Running BED Enrichment Analyses

Setting

The goal of these analyses are to identify enriched transcription factors / histone mods within a subset of genomic loci identified through whatever means (e.g. ATAC-Seq, ChIP-Seq). For example, consider a set of loci that were identified through 3 different ChIP-enrichments–

A.bed
B.bed
C.bed

A question of interest may be “what epigenomic/transcription factor features are enriched in A relative to the others?”. The key here is that we must define a “universe” of genomic loci / peaks (in this example– the union of A, B, and C) and then interrogate a subset (e.g. A) for enrichment with various transcription factor binding loci and aggregation of histone modifications.

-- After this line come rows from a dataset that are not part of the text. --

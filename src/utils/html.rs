use ammonia;

/// Clean HTML content using the ammonia library.
///
/// Whitelist-based: safe tags (like <b>, <p>) are preserved while dangerous
/// tags (like <script>, <iframe>) and malicious attributes (like onclick)
/// are stripped. A <script> tag is removed together with its content.
///
/// Used on article bodies (rich text from the editor) and on comment text
/// before either reaches the store.
pub fn clean_html(input: &str) -> String {
    ammonia::clean(input)
}

/// Cleans `input` and trims it, returning `None` when nothing visible remains.
pub fn clean_text(input: &str) -> Option<String> {
    let cleaned = clean_html(input);
    let trimmed = cleaned.trim();
    if trimmed.is_empty() {
        None
    } else {
        Some(trimmed.to_string())
    }
}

Other examples of sensible analyses in this framework would include (but are certainly not limited to)– “what is enriched in my (subsetted) list of differential peaks relative to all peaks?” or “what is enriched in my (subsetted) list of peaks that overlap a GWAS variant relative to all peaks?” A brief description of how to run this framework is described below.

Important Notes

This framework currently supports histone and TF enrichment for mouse and human.
The genomic loci are aligned to hg38 and mm10. If your data is aligned to a different reference genome, you’ll need to either realign or do a liftover. I have an Rpackage that makes this easy
Regions that merely overlap by 1 or more bp are considered hits for enrichment.

What

The analyses are really straight-forward thanks to some really nice tools. Namely, the Cistrome database was used as a collection of “all the ChIP-Seq tracks on GEO”. Next, for the enrichment analyses, we use LOLA, which provides a relatively simply yet elegant implementation of Fisher’s exact test (math shown here) to perform the enrichment. I’ve used some data caching and a couple of other organization schemes to make the analysis run nicely and quickly, but these tools / authors do all the heavily lifiting and should be recognized / cited as such.

Dependencies (Orchestra)

You’ll need to load a relatively recent version of R into your PATH. I found the following module to seemingly work fine.

module load stats/R/3.3.1

Next, you’ll need to install the singular R dependency package, which is LOLA. You can install LOLA through Bioconductor, or simply copy/paste the following code into an interactive R session. Note: on Orchestra, R packages are maintained through individual user library instances, so each user will have to install LOLA individually.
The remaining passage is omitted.